Zwischen Raps und Wiesen [P23, Hessen]

Gestern sah der Wetterbericht für heute noch ziemlich trostlos und vor allem sehr nass aus. Heute Morgen war davon aber nichts mehr zu sehen. Der Himmel zwar wolkenverhangen, aber nicht so grau und dunkel wie erwartet. Wir packten also unsere Sachen und brachen mehr spontan als geplant zu einer Wanderung auf.

In dieser Jahreszeit schwärme ich immer wieder von den Premiumwegen in Hessen. Auch dieses Jahr überzeugten sie mich bisher schon einige Male. Auch der P23 führte wieder einmal durch viel Natur. Schmale Pfade, weite Wiesen und vor allem sehr viele Rapsfelder. Es ging fast nur bergauf und wieder bergab. Meine Beinen wurden schnell schwer, aber auf diese ganz angenehme Weise.

Die ersten Schritte auf dem Waldboden, die ersten Atemzüge der frischen Luft, die ersten Gesänge der Vögel im Ohr – all das hatte mir sehr gefehlt und so eine Wanderung erschien mir plötzlich schon ewig her. Ich erinnerte mich kurz an unsere letzte Wanderung zurück und bemerkte, dass es gar nicht lange her war. Im Moment scheint das Zeitgefühl Urlaub zu machen.
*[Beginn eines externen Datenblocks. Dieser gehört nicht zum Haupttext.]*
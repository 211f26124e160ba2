//! Who controls each side.

use crate::types::Player;
use serde::{Deserialize, Serialize};
use strum::{Display, EnumIter, EnumString};

/// Seat assignment for a game.
#[derive(
    Debug,
    Clone,
    Copy,
    PartialEq,
    Eq,
    Hash,
    Default,
    Serialize,
    Deserialize,
    EnumIter,
    EnumString,
    Display,
)]
#[serde(rename_all = "lowercase")]
#[strum(serialize_all = "lowercase")]
pub enum GameMode {
    /// Two humans.
    #[default]
    Pvp,
    /// Red is human, Blue is the AI.
    Pve,
    /// The AI plays both sides.
    #[serde(alias = "eve")]
    #[strum(to_string = "aivai", serialize = "eve")]
    Aivai,
}

impl GameMode {
    /// Whether the AI controls `player` in this mode.
    pub fn is_ai(self, player: Player) -> bool {
        match self {
            GameMode::Pvp => false,
            GameMode::Pve => player == Player::Blue,
            GameMode::Aivai => true,
        }
    }
}

#[cfg(test)]
mod tests {
    use super::*;
    use std::str::FromStr;

    #[test]
    fn test_ai_seats() {
        assert!(!GameMode::Pvp.is_ai(Player::Red));
        assert!(!GameMode::Pve.is_ai(Player::Red));
        assert!(GameMode::Pve.is_ai(Player::Blue));
        assert!(GameMode::Aivai.is_ai(Player::Red));
    }

    #[test]
    fn test_accepts_eve_alias() {
        assert_eq!(GameMode::from_str("eve"), Ok(GameMode::Aivai));
        let mode: GameMode = serde_json::from_str("\"eve\"").unwrap();
        assert_eq!(mode, GameMode::Aivai);
        assert_eq!(serde_json::to_string(&GameMode::Aivai).unwrap(), "\"aivai\"");
    }
}
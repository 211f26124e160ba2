//! Search cache keyed by Zobrist hash of the position and side to move.

use crate::action::Move;
use crate::board::Board;
use crate::types::{CELLS, Piece, Player};
use std::collections::HashMap;

/// Entries held before the table is wiped and refilled.
const MAX_ENTRIES: usize = 100_000;

/// Keys per cell: two owners times eight ranks.
const PIECE_KINDS: usize = 16;

const KEYS: [u64; CELLS * PIECE_KINDS + 1] = build_keys();

const fn splitmix64(state: u64) -> u64 {
    let mut z = state.wrapping_add(0x9E37_79B9_7F4A_7C15);
    z = (z ^ (z >> 30)).wrapping_mul(0xBF58_476D_1CE4_E5B9);
    z = (z ^ (z >> 27)).wrapping_mul(0x94D0_49BB_1331_11EB);
    z ^ (z >> 31)
}

const fn build_keys() -> [u64; CELLS * PIECE_KINDS + 1] {
    let mut keys = [0; CELLS * PIECE_KINDS + 1];
    let mut state = 0x4A55_4E47_4C45_0001;
    let mut i = 0;
    while i < keys.len() {
        state = splitmix64(state);
        keys[i] = state;
        i += 1;
    }
    keys
}

fn piece_kind(piece: Piece) -> usize {
    let owner = match piece.owner {
        Player::Red => 0,
        Player::Blue => 8,
    };
    owner + usize::from(piece.rank() - 1)
}

/// Hash of a position with `to_move` on turn.
pub(crate) fn position_key(board: &Board, to_move: Player) -> u64 {
    let pieces = board
        .occupied()
        .fold(0, |key, (coord, piece)| {
            key ^ KEYS[coord.index() * PIECE_KINDS + piece_kind(piece)]
        });
    match to_move {
        Player::Red => pieces,
        Player::Blue => pieces ^ KEYS[CELLS * PIECE_KINDS],
    }
}

/// How a stored score relates to the true value.
#[derive(Debug, Clone, Copy, PartialEq, Eq)]
pub(crate) enum Bound {
    Exact,
    Lower,
    Upper,
}

#[derive(Debug, Clone, Copy)]
pub(crate) struct Entry {
    pub depth: u8,
    pub score: i32,
    pub bound: Bound,
    pub best_move: Option<Move>,
}

/// Position cache for one search job.
#[derive(Debug, Default)]
pub(crate) struct TranspositionTable {
    entries: HashMap<u64, Entry>,
    hits: u64,
}

impl TranspositionTable {
    pub fn lookup(&mut self, key: u64) -> Option<Entry> {
        let hit = self.entries.get(&key).copied();
        if hit.is_some() {
            self.hits += 1;
        }
        hit
    }

    /// Keeps the deeper of two results for the same position.
    pub fn store(&mut self, key: u64, entry: Entry) {
        if self.entries.len() >= MAX_ENTRIES && !self.entries.contains_key(&key) {
            self.entries.clear();
        }
        match self.entries.get(&key) {
            Some(existing) if existing.depth > entry.depth => {}
            _ => {
                self.entries.insert(key, entry);
            }
        }
    }

    pub fn hits(&self) -> u64 {
        self.hits
    }
}

#[cfg(test)]
mod tests {
    use super::*;
    use crate::types::{Coord, Species};

    fn at(row: usize, col: usize) -> Coord {
        Coord::new(row, col).unwrap()
    }

    #[test]
    fn test_key_depends_on_side_to_move() {
        let board = Board::starting();
        assert_ne!(
            position_key(&board, Player::Red),
            position_key(&board, Player::Blue)
        );
    }

    #[test]
    fn test_transposed_moves_reach_same_key() {
        let mut a = Board::empty();
        a.place(at(4, 0), Piece::new(Player::Red, Species::Dog));
        a.place(at(2, 6), Piece::new(Player::Blue, Species::Cat));
        let mut b = a.clone();
        b.remove(at(4, 0));
        b.place(at(4, 0), Piece::new(Player::Red, Species::Dog));
        assert_eq!(position_key(&a, Player::Red), position_key(&b, Player::Red));

        b.remove(at(4, 0));
        b.place(at(5, 0), Piece::new(Player::Red, Species::Dog));
        assert_ne!(position_key(&a, Player::Red), position_key(&b, Player::Red));
    }

    #[test]
    fn test_shallower_result_does_not_replace_deeper() {
        let mut table = TranspositionTable::default();
        let entry = |depth, score| Entry {
            depth,
            score,
            bound: Bound::Exact,
            best_move: None,
        };
        table.store(7, entry(4, 10));
        table.store(7, entry(2, -5));
        let got = table.lookup(7).expect("stored entry");
        assert_eq!((got.depth, got.score), (4, 10));
        table.store(7, entry(4, 3));
        assert_eq!(table.lookup(7).map(|e| e.score), Some(3));
        assert_eq!(table.hits(), 2);
    }
}
//! JSON-over-HTTP routes.

use crate::service::{AiTurn, DEFAULT_SESSION, GameService, MoveView, ServiceError};
use axum::{
    Json, Router,
    body::Bytes,
    extract::{FromRequest, Query, Request, State},
    http::StatusCode,
    response::{IntoResponse, Response},
    routing::{get, post},
};
use jungle_game::{Difficulty, GameMode, Player, RuleError, SessionSnapshot};
use serde::{Deserialize, Serialize, de::DeserializeOwned};
use tracing::{instrument, warn};

/// Body of `/api/init` and `/api/close`, and query of `/api/state`.
#[derive(Debug, Default, Deserialize)]
pub struct SessionRequest {
    /// Target session; the default session when omitted.
    #[serde(default)]
    pub session_id: Option<String>,
}

/// Body of `/api/new_game`.
#[derive(Debug, Default, Deserialize)]
pub struct NewGameRequest {
    /// Target session.
    #[serde(default)]
    pub session_id: Option<String>,
    /// Seat assignment.
    #[serde(default)]
    pub mode: Option<GameMode>,
    /// AI strength.
    #[serde(default)]
    pub difficulty: Option<Difficulty>,
}

/// Body of `/api/valid_moves`.
#[derive(Debug, Deserialize)]
pub struct ValidMovesRequest {
    /// Target session.
    #[serde(default)]
    pub session_id: Option<String>,
    /// Source row.
    pub from_row: usize,
    /// Source column.
    pub from_col: usize,
    /// Side asking.
    pub player: Player,
}

/// Body of `/api/move`.
#[derive(Debug, Deserialize)]
pub struct MoveRequest {
    /// Target session.
    #[serde(default)]
    pub session_id: Option<String>,
    /// Source row.
    pub from_row: usize,
    /// Source column.
    pub from_col: usize,
    /// Destination row.
    pub to_row: usize,
    /// Destination column.
    pub to_col: usize,
}

/// Body of `/api/ai_move`.
#[derive(Debug, Default, Deserialize)]
pub struct AiMoveRequest {
    /// Target session.
    #[serde(default)]
    pub session_id: Option<String>,
    /// Strength for this move only; the session's strength when omitted.
    #[serde(default)]
    pub difficulty: Option<Difficulty>,
}

/// Response of `/api/valid_moves`.
#[derive(Debug, Serialize, Deserialize)]
pub struct ValidMovesResponse {
    /// Legal moves of the requested piece.
    pub moves: Vec<MoveView>,
}

/// JSON body that may be left out entirely.
///
/// An empty body yields `T::default()`; anything else must parse as `T`.
#[derive(Debug)]
pub struct OptionalJson<T>(pub T);

impl<T, S> FromRequest<S> for OptionalJson<T>
where
    T: DeserializeOwned + Default,
    S: Send + Sync,
{
    type Rejection = Response;

    async fn from_request(req: Request, state: &S) -> Result<Self, Self::Rejection> {
        let bytes = Bytes::from_request(req, state)
            .await
            .map_err(IntoResponse::into_response)?;
        if bytes.iter().all(u8::is_ascii_whitespace) {
            return Ok(Self(T::default()));
        }
        let Json(value) = Json::<T>::from_bytes(&bytes).map_err(IntoResponse::into_response)?;
        Ok(Self(value))
    }
}

#[derive(Serialize)]
struct ErrorBody {
    error: String,
}

impl IntoResponse for ServiceError {
    fn into_response(self) -> Response {
        let status = match &self {
            ServiceError::Rule(RuleError::GameAlreadyOver) => StatusCode::CONFLICT,
            ServiceError::Rule(_) => StatusCode::BAD_REQUEST,
            ServiceError::SessionNotFound(_) => StatusCode::NOT_FOUND,
            ServiceError::Worker(_) => StatusCode::INTERNAL_SERVER_ERROR,
        };
        warn!(%status, error = %self, "Request rejected");
        (
            status,
            Json(ErrorBody {
                error: self.to_string(),
            }),
        )
            .into_response()
    }
}

fn session_id(requested: &Option<String>) -> &str {
    requested.as_deref().unwrap_or(DEFAULT_SESSION)
}

/// Builds the API router over `service`.
pub fn router(service: GameService) -> Router {
    Router::new()
        .route("/api/init", post(init_game))
        .route("/api/new_game", post(new_game))
        .route("/api/valid_moves", post(valid_moves))
        .route("/api/move", post(apply_move))
        .route("/api/ai_move", post(ai_move))
        .route("/api/state", get(state))
        .route("/api/close", post(close_session))
        .with_state(service)
}

#[instrument(skip(service))]
async fn init_game(
    State(service): State<GameService>,
    OptionalJson(req): OptionalJson<SessionRequest>,
) -> Json<SessionSnapshot> {
    Json(service.init_game(session_id(&req.session_id)).await)
}

#[instrument(skip(service))]
async fn new_game(
    State(service): State<GameService>,
    OptionalJson(req): OptionalJson<NewGameRequest>,
) -> Json<SessionSnapshot> {
    Json(
        service
            .new_game(session_id(&req.session_id), req.mode, req.difficulty)
            .await,
    )
}

#[instrument(skip(service))]
async fn valid_moves(
    State(service): State<GameService>,
    Json(req): Json<ValidMovesRequest>,
) -> Result<Json<ValidMovesResponse>, ServiceError> {
    let moves = service
        .legal_moves(
            session_id(&req.session_id),
            req.from_row,
            req.from_col,
            req.player,
        )
        .await?;
    Ok(Json(ValidMovesResponse { moves }))
}

#[instrument(skip(service))]
async fn apply_move(
    State(service): State<GameService>,
    Json(req): Json<MoveRequest>,
) -> Result<Json<SessionSnapshot>, ServiceError> {
    let snapshot = service
        .apply_move(
            session_id(&req.session_id),
            (req.from_row, req.from_col),
            (req.to_row, req.to_col),
        )
        .await?;
    Ok(Json(snapshot))
}

#[instrument(skip(service))]
async fn ai_move(
    State(service): State<GameService>,
    OptionalJson(req): OptionalJson<AiMoveRequest>,
) -> Result<Json<AiTurn>, ServiceError> {
    let turn = service
        .ai_move(session_id(&req.session_id), req.difficulty)
        .await?;
    Ok(Json(turn))
}

#[instrument(skip(service))]
async fn state(
    State(service): State<GameService>,
    Query(req): Query<SessionRequest>,
) -> Result<Json<SessionSnapshot>, ServiceError> {
    Ok(Json(service.state(session_id(&req.session_id)).await?))
}

#[instrument(skip(service))]
async fn close_session(
    State(service): State<GameService>,
    OptionalJson(req): OptionalJson<SessionRequest>,
) -> Result<StatusCode, ServiceError> {
    service.close_session(session_id(&req.session_id)).await?;
    Ok(StatusCode::NO_CONTENT)
}
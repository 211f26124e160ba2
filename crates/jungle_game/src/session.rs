//! Authoritative game state for one match.

use crate::action::Move;
use crate::ai::Difficulty;
use crate::board::Board;
use crate::error::RuleError;
use crate::invariants::{BoardInvariants, InvariantSet};
use crate::mode::GameMode;
use crate::rules::{self, RuleSet};
use crate::types::{Coord, Outcome, Piece, Player, Species};
use serde::{Deserialize, Serialize};
use tracing::{debug, info, instrument, warn};

/// A played move and what it captured.
#[derive(Debug, Clone, Copy, PartialEq, Eq)]
pub struct PlayedMove {
    /// Side that moved.
    pub player: Player,
    /// The move.
    pub mv: Move,
    /// Captured enemy piece, if any.
    pub captured: Option<Piece>,
}

/// Board, turn, outcome, and the settings a match was started with.
#[derive(Debug, Clone)]
pub struct GameSession {
    board: Board,
    current_player: Player,
    outcome: Outcome,
    mode: GameMode,
    difficulty: Difficulty,
    rules: RuleSet,
    history: Vec<PlayedMove>,
}

impl Default for GameSession {
    fn default() -> Self {
        Self::new(GameMode::default(), Difficulty::default())
    }
}

impl GameSession {
    /// Starts a match from the standard layout with Red to move.
    #[instrument]
    pub fn new(mode: GameMode, difficulty: Difficulty) -> Self {
        info!("Starting new game");
        Self {
            board: Board::starting(),
            current_player: Player::Red,
            outcome: Outcome::InProgress,
            mode,
            difficulty,
            rules: RuleSet::default(),
            history: Vec::new(),
        }
    }

    /// Replaces the rule variant.
    pub fn with_rules(mut self, rules: RuleSet) -> Self {
        self.rules = rules;
        self
    }

    /// Starts from an arbitrary position, for analysis and tests.
    pub fn from_position(board: Board, to_move: Player, rules: RuleSet) -> Self {
        Self {
            board,
            current_player: to_move,
            outcome: Outcome::InProgress,
            mode: GameMode::default(),
            difficulty: Difficulty::default(),
            rules,
            history: Vec::new(),
        }
    }

    /// Current board.
    pub fn board(&self) -> &Board {
        &self.board
    }

    /// Side to move.
    pub fn current_player(&self) -> Player {
        self.current_player
    }

    /// Game status.
    pub fn outcome(&self) -> Outcome {
        self.outcome
    }

    /// Seat assignment.
    pub fn mode(&self) -> GameMode {
        self.mode
    }

    /// AI strength chosen for this match.
    pub fn difficulty(&self) -> Difficulty {
        self.difficulty
    }

    /// Rule variant in force.
    pub fn rules(&self) -> RuleSet {
        self.rules
    }

    /// Moves played so far, oldest first.
    pub fn history(&self) -> &[PlayedMove] {
        &self.history
    }

    /// Changes the AI strength for the remaining moves.
    pub fn set_difficulty(&mut self, difficulty: Difficulty) {
        self.difficulty = difficulty;
    }

    /// Legal destinations of the piece on `from` for `player`.
    pub fn legal_moves(&self, from: Coord, player: Player) -> Vec<Coord> {
        rules::legal_moves(&self.board, from, player, self.rules)
    }

    /// Every legal move of the side to move.
    pub fn all_legal_moves(&self) -> Vec<Move> {
        rules::all_legal_moves(&self.board, self.current_player, self.rules)
    }

    /// Plays `from -> to` for the side to move.
    ///
    /// Nothing changes on error.
    #[instrument(skip(self), fields(player = %self.current_player))]
    pub fn apply_move(&mut self, from: Coord, to: Coord) -> Result<&Self, RuleError> {
        let mv = Move::new(from, to);

        if self.outcome.is_over() {
            warn!(%mv, "Move after game end rejected");
            return Err(RuleError::GameAlreadyOver);
        }

        if !self.legal_moves(from, self.current_player).contains(&to) {
            warn!(%mv, "Illegal move rejected");
            return Err(RuleError::IllegalMove(mv));
        }

        let effect =
            rules::resolve(&mut self.board, mv, self.rules).ok_or(RuleError::IllegalMove(mv))?;
        self.history.push(PlayedMove {
            player: self.current_player,
            mv,
            captured: effect.captured,
        });
        debug!(%mv, captured = ?effect.captured.map(|p| p.species), "Move applied");

        match effect.winner {
            Some(winner) => {
                info!(%winner, plies = self.history.len(), "Game won");
                self.outcome = Outcome::Won(winner);
            }
            None => self.current_player = self.current_player.opponent(),
        }

        debug_assert!(
            BoardInvariants::check_all(&self.board).is_ok(),
            "board invariants violated after {mv}"
        );

        Ok(self)
    }

    /// Declares the opponent the winner when the side to move is stuck.
    ///
    /// Returns the winner if the game ended here.
    #[instrument(skip(self))]
    pub fn concede_if_immobilized(&mut self) -> Option<Player> {
        if self.outcome.is_over()
            || rules::has_legal_move(&self.board, self.current_player, self.rules)
        {
            return None;
        }
        let winner = self.current_player.opponent();
        info!(%winner, "Side to move has no legal moves");
        self.outcome = Outcome::Won(winner);
        Some(winner)
    }

    /// Serializable view of the match.
    pub fn snapshot(&self) -> SessionSnapshot {
        let board = self
            .board
            .rows()
            .into_iter()
            .map(|row| row.into_iter().map(|cell| cell.map(PieceView::from)).collect())
            .collect();
        SessionSnapshot {
            board,
            current_player: self.current_player,
            game_over: self.outcome.is_over(),
            winner: self.outcome.winner(),
            mode: self.mode,
            difficulty: self.difficulty,
        }
    }
}

/// Piece as exposed to clients.
#[derive(Debug, Clone, Copy, PartialEq, Eq, Serialize, Deserialize)]
pub struct PieceView {
    /// Owning side.
    pub owner: Player,
    /// Animal.
    pub species: Species,
    /// Rank, 1 (Rat) to 8 (Elephant).
    pub rank: u8,
}

impl From<Piece> for PieceView {
    fn from(piece: Piece) -> Self {
        Self {
            owner: piece.owner,
            species: piece.species,
            rank: piece.rank(),
        }
    }
}

/// Wire view of a session: 9 rows of 7 optional pieces plus status.
#[derive(Debug, Clone, PartialEq, Eq, Serialize, Deserialize)]
pub struct SessionSnapshot {
    /// Row-major cells, row 0 first.
    pub board: Vec<Vec<Option<PieceView>>>,
    /// Side to move.
    pub current_player: Player,
    /// Whether the game is decided.
    pub game_over: bool,
    /// Winner once decided.
    pub winner: Option<Player>,
    /// Seat assignment.
    pub mode: GameMode,
    /// AI strength.
    pub difficulty: Difficulty,
}
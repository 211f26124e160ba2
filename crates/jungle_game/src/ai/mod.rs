//! Search-based AI opponent.
//!
//! The engine never mutates a session. It reads the position, searches cloned
//! boards, and hands back a move for the caller to apply through the normal
//! move path.

mod difficulty;
mod evaluation;
mod search;
mod transposition;

pub use difficulty::{Difficulty, SearchProfile, TieBreak};
pub use evaluation::{EvalWeights, evaluate};
pub use search::{RootScore, WIN_SCORE, score_root_moves};

use crate::action::Move;
use crate::board::Board;
use crate::rules::{RuleSet, all_legal_moves};
use crate::session::GameSession;
use crate::types::Player;
use rand::rngs::StdRng;
use rand::seq::IndexedRandom;
use rand::{Rng, SeedableRng};
use std::time::Duration;
use tracing::{debug, instrument};

/// Move selector for computer-controlled sides.
#[derive(Debug, Clone)]
pub struct AiEngine {
    rng: StdRng,
    weights: EvalWeights,
    time_budget: Option<Duration>,
}

impl Default for AiEngine {
    fn default() -> Self {
        Self::new()
    }
}

impl AiEngine {
    /// Creates an engine seeded from the operating system.
    pub fn new() -> Self {
        Self::with_rng(StdRng::from_os_rng())
    }

    /// Creates an engine with a fixed seed, for reproducible play.
    pub fn seeded(seed: u64) -> Self {
        Self::with_rng(StdRng::seed_from_u64(seed))
    }

    fn with_rng(rng: StdRng) -> Self {
        Self {
            rng,
            weights: EvalWeights::default(),
            time_budget: None,
        }
    }

    /// Replaces the time budget of tiers that search under one.
    pub fn with_time_budget(mut self, budget: Duration) -> Self {
        self.time_budget = Some(budget);
        self
    }

    /// Replaces the evaluation weights.
    pub fn with_weights(mut self, weights: EvalWeights) -> Self {
        self.weights = weights;
        self
    }

    /// Picks a move for the side to move in `session`.
    ///
    /// Returns `None` when the game is over or the side to move is stuck.
    #[instrument(skip(self, session), fields(player = %session.current_player()))]
    pub fn select_move(&mut self, session: &GameSession, difficulty: Difficulty) -> Option<Move> {
        if session.outcome().is_over() {
            return None;
        }
        self.choose(
            session.board(),
            session.current_player(),
            session.rules(),
            difficulty,
        )
    }

    /// Picks a move for `player` on a bare board.
    pub fn choose(
        &mut self,
        board: &Board,
        player: Player,
        rules: RuleSet,
        difficulty: Difficulty,
    ) -> Option<Move> {
        let mut profile = difficulty.profile();
        if profile.time_budget.is_some() && self.time_budget.is_some() {
            profile.time_budget = self.time_budget;
        }
        self.choose_with_profile(board, player, rules, profile)
    }

    /// Picks a move under an explicit search profile.
    pub fn choose_with_profile(
        &mut self,
        board: &Board,
        player: Player,
        rules: RuleSet,
        profile: SearchProfile,
    ) -> Option<Move> {
        let moves = all_legal_moves(board, player, rules);
        if moves.is_empty() {
            debug!("No legal moves");
            return None;
        }

        if profile.randomness > 0.0 && self.rng.random_bool(profile.randomness) {
            let mv = moves.choose(&mut self.rng).copied();
            debug!(?mv, "Playing random move");
            return mv;
        }

        let scores = score_root_moves(
            board,
            player,
            rules,
            &self.weights,
            profile.depth,
            profile.time_budget,
        );
        let best = scores.iter().map(|root| root.score).max()?;
        let tied: Vec<Move> = scores
            .iter()
            .filter(|root| root.score == best)
            .map(|root| root.mv)
            .collect();

        let mv = match profile.tie_break {
            TieBreak::FirstInOrder => tied.first().copied(),
            TieBreak::Random => tied.choose(&mut self.rng).copied(),
        };
        debug!(?mv, score = best, ties = tied.len(), "Search chose move");
        mv
    }
}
Wir brauchten für knappe 10 km ca. vier Stunden. Vor allem, weil wir viele Fotos machten und ziemlich oft für eine kleine Teepause anhielten. Denn wenn man so wunderschöne Emaillen-Tassen zum Geburtstag bekommen hat, lohnt es sich die Thermoskanne noch viel mehr zu nutzen. Mit der kleinen Tasse in der Hand, mit passendem Motiv für die Natur, freute ich mich wie ein kleine Wald- und Wiesenkönigin.

Das Herz meiner Eltern hätte hier in dieser Kirchenruine sicher höher geschlagen. Aber auch meins schlug bis zum Himmel, denn nicht nur die Kirche, sondern vor allem auch der uralte Friedhof hatten es mir angetan und eine besonders mystische Stimmung an sich.

Zwischendurch gab es natürlich auch hier wieder großen Ärger über ignorante Menschen, die ihre Hunde nicht an der Leine führten und gleichzeitig bei Hinweisen darauf auch noch unverschämt dumm reagierten. Dabei wäre es hier wieder so wichtig gewesen, die Tiere zu schützen, denn sie waren wirklich überall. Ob es nun der Feldhase, die Rehe oder die Feldlerche waren.

Nicht nur die Waldtiere waren unterwegs und munter. Auf dem Weg traf ich auf einen Tigerschnegel. Hatte ich vorher noch nie von gehört, geschweige denn mal eine gesehen. Mit großer Freude und noch größerer Entdeckerlust (aber natürlich immer mit dem gebührenden Abstand) studierte ich gefühlt jedes Insekt und jeden Vogel voller Inbrunst. Es war so schön zu hören und zu sehen, wo das Insektensterben immer mehr zunimmt, dass sie hier so fröhlich tobten und eifrig ihrem Insektenleben nachgingen. Vielleicht gibt es an solch zauberhaften Orten wie hier, doch noch ein bisschen Hoffnung.